昨日の読売新聞文化欄,磯田道史「古今をちこち」シリーズ「吉田松陰の実像と側面」。
実像とは,開国主義的側面とは別の,外征論的側面。
密航の企てを咎められ投獄中に記した「幽囚録」(1854年)より「蝦夷を開墾して諸侯を封じ、聞に乗じてカムチャツカ、オホーツクを奪い、琉球を諭して圏内諸侯と同じく参勤させ、朝鮮を攻めて人質を取り朝貢させ、北は満州の地を割き、南は台湾・ルソンを収め、漸次進取の勢いを示せ」。
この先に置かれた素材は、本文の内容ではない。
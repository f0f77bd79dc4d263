mod gcs;
mod local;

pub use gcs::GcsStore;
pub use local::LocalStore;

use async_trait::async_trait;
use bytes::Bytes;
use thiserror::Error;

#[derive(Debug, Error)]
pub enum ObjectStoreError {
    #[error("IO error: {0}")]
    Io(#[from] std::io::Error),
    #[error("Object not found: {0}")]
    NotFound(String),
    #[error("Invalid key: {0}")]
    InvalidKey(String),
    #[error("Backend error: {0}")]
    Backend(String),
}

/// Abstraction over the durable storage that holds upload bytes.
///
/// Keys are flat names relative to the store's root (`{id}_temp.jpg`,
/// `{id}_photo.jpg`). Implementations must refuse any key that would resolve
/// outside that root.
#[async_trait]
pub trait BlobStore: Send + Sync {
    /// Create or truncate `key` with `data`, returning the number of bytes written.
    async fn write(&self, key: &str, data: Bytes) -> Result<u64, ObjectStoreError>;

    /// Append `data` to the end of `key`. The object must already exist.
    async fn append(&self, key: &str, data: Bytes) -> Result<(), ObjectStoreError>;

    async fn rename(&self, from: &str, to: &str) -> Result<(), ObjectStoreError>;

    /// Remove `key`. Removing a missing key is not an error.
    async fn delete(&self, key: &str) -> Result<(), ObjectStoreError>;

    /// Current byte length of `key`, or `None` when it does not exist.
    async fn size(&self, key: &str) -> Result<Option<u64>, ObjectStoreError>;

    async fn get(&self, key: &str) -> Result<Bytes, ObjectStoreError>;

    /// Cut `key` back to its first `len` bytes.
    async fn truncate(&self, key: &str, len: u64) -> Result<(), ObjectStoreError>;
}

/// Reject keys that are empty, hidden, or could walk out of the store root.
///
/// Keys are a single path component, so dots inside a name are harmless.
pub(crate) fn validate_key(key: &str) -> Result<(), ObjectStoreError> {
    let bad = key.is_empty()
        || key.starts_with('.')
        || key.contains('/')
        || key.contains('\\')
        || key.chars().any(|c| c.is_control());
    if bad {
        return Err(ObjectStoreError::InvalidKey(key.to_string()));
    }
    Ok(())
}

/// Percent-encode a key for use as a single URL path segment.
pub(crate) fn encode_segment(name: &str) -> String {
    let mut out = String::with_capacity(name.len());
    for b in name.bytes() {
        match b {
            b'A'..=b'Z' | b'a'..=b'z' | b'0'..=b'9' | b'-' | b'_' | b'.' | b'~' => {
                out.push(b as char)
            }
            _ => out.push_str(&format!("%{b:02X}")),
        }
    }
    out
}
また「外征論」(1856年)より,朝鮮には「吾れ(日本)がいかなければ、彼れ(列強)が必ず来る。吾れが攻めなければ、彼れが必ず襲う」
列強諸国のアジア進出を前にした「こういう松陰の複雑な側面の描写はドラマや小説では避けられてきた。主人公が帝国主義者か否かの議論になっては別の話になってしまうからであろう。本当はここに日本史をみつめる一番大切な論点がつまっている」。
善悪で割り切るまえに,
実像としての当時の日本人,知識人の生き方,考え方,感じ方を知りたいものである。